===== Data provided =====

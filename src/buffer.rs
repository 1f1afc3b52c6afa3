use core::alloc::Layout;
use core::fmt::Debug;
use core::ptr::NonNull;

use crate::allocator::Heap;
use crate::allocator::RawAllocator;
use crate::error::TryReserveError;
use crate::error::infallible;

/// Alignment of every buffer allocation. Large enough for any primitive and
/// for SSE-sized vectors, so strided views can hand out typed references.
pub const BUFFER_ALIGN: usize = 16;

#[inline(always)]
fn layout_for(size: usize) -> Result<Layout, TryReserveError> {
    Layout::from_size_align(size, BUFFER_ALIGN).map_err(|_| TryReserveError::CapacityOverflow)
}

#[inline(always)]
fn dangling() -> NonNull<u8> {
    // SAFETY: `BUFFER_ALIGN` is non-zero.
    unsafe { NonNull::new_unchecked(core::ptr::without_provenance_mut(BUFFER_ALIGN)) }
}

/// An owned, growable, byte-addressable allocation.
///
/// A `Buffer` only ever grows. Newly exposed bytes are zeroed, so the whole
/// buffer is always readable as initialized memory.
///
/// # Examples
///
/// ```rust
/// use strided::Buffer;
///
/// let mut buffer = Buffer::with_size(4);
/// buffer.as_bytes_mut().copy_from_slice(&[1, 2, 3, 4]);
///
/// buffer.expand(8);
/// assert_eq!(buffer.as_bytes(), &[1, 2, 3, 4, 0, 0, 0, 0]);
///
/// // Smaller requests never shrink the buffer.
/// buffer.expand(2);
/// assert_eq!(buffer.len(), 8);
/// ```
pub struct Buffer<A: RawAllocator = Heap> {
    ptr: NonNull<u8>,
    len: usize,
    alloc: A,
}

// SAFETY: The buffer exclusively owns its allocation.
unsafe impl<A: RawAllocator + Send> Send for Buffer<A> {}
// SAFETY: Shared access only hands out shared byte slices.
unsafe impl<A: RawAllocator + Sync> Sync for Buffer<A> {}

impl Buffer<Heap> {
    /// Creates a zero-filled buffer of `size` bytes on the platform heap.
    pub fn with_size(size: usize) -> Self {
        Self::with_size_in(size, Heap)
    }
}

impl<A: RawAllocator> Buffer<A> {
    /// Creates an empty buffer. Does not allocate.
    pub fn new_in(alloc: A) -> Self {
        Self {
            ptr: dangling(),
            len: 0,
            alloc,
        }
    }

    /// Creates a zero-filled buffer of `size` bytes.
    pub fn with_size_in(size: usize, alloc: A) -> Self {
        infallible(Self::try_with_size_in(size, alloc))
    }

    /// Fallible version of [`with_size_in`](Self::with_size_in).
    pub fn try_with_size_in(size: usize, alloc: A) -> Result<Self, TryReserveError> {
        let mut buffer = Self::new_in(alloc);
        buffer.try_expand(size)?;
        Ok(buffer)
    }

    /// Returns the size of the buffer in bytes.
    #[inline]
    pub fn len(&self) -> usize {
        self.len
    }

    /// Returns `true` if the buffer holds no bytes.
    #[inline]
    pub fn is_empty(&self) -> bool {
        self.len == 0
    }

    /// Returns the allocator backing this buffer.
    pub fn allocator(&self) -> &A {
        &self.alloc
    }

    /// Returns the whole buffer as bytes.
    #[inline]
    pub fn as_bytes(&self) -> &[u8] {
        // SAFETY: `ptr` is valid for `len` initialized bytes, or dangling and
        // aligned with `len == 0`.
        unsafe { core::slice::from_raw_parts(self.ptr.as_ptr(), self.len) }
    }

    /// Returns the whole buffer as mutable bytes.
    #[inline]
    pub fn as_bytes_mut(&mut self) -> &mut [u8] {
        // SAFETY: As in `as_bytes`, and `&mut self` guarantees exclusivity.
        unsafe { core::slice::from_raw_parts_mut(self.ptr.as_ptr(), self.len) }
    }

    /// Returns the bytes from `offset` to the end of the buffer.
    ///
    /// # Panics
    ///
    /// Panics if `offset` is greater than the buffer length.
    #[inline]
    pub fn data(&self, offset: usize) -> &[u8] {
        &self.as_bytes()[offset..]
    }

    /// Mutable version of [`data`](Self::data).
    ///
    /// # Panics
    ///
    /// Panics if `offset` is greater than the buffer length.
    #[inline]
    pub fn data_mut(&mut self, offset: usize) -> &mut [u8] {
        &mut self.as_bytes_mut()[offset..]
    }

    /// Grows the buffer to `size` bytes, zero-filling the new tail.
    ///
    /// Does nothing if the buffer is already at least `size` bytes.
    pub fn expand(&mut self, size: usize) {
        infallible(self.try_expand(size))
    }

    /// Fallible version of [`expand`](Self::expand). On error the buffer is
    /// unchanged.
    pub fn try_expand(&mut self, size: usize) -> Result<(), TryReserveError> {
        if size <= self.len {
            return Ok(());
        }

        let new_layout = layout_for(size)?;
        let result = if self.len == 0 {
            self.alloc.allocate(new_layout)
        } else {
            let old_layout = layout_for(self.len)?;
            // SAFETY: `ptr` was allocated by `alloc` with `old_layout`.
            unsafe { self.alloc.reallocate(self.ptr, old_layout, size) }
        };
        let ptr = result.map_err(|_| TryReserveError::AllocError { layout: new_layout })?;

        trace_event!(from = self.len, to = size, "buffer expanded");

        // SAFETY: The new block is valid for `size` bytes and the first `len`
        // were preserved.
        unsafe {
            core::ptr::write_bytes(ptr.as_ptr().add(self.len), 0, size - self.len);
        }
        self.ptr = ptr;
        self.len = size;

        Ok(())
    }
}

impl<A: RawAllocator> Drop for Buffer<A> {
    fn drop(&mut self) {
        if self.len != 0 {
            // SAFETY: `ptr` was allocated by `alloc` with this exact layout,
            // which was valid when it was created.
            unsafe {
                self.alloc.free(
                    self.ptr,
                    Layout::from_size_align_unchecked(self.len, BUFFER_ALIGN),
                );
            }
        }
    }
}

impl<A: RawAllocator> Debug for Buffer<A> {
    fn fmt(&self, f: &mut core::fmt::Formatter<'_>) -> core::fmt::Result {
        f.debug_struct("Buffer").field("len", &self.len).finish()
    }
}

=====
===== Data provided =====

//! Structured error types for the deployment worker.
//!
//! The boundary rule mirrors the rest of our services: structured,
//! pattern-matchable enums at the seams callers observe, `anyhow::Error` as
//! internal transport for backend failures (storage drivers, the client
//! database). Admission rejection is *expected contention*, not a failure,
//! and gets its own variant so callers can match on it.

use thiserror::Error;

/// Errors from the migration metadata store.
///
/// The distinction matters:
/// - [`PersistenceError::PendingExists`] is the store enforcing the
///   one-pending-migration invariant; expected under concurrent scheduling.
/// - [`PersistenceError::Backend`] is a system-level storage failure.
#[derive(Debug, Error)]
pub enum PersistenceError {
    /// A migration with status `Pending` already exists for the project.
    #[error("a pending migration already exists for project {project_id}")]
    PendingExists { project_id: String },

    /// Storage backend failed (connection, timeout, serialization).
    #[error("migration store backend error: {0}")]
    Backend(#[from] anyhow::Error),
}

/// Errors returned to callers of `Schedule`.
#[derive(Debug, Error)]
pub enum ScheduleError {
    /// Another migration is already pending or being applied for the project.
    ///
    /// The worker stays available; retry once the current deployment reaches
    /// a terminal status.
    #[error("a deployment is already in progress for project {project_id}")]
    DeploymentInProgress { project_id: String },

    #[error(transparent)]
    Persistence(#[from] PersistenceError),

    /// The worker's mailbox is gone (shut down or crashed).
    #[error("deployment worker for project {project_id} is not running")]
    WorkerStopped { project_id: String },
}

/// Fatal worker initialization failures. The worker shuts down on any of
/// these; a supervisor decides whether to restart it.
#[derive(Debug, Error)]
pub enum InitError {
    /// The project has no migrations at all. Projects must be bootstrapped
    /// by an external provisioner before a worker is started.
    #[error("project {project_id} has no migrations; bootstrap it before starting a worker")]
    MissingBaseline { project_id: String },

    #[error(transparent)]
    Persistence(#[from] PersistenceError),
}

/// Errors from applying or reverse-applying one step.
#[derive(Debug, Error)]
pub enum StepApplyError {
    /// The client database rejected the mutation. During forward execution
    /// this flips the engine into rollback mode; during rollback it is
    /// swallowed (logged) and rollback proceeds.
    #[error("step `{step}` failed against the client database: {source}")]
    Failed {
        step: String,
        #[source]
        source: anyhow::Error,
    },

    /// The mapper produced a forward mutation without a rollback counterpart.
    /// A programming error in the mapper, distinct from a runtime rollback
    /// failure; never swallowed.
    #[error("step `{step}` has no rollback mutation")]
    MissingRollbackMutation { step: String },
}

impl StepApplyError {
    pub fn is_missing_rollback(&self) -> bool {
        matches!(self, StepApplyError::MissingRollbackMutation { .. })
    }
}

=====

◆ **What is required**
Among the records above, find the lines that contain "failures" and copy every one.

◆ **Result**
//! internal transport for backend failures (storage drivers, the client
/// Fatal worker initialization failures. The worker shuts down on any of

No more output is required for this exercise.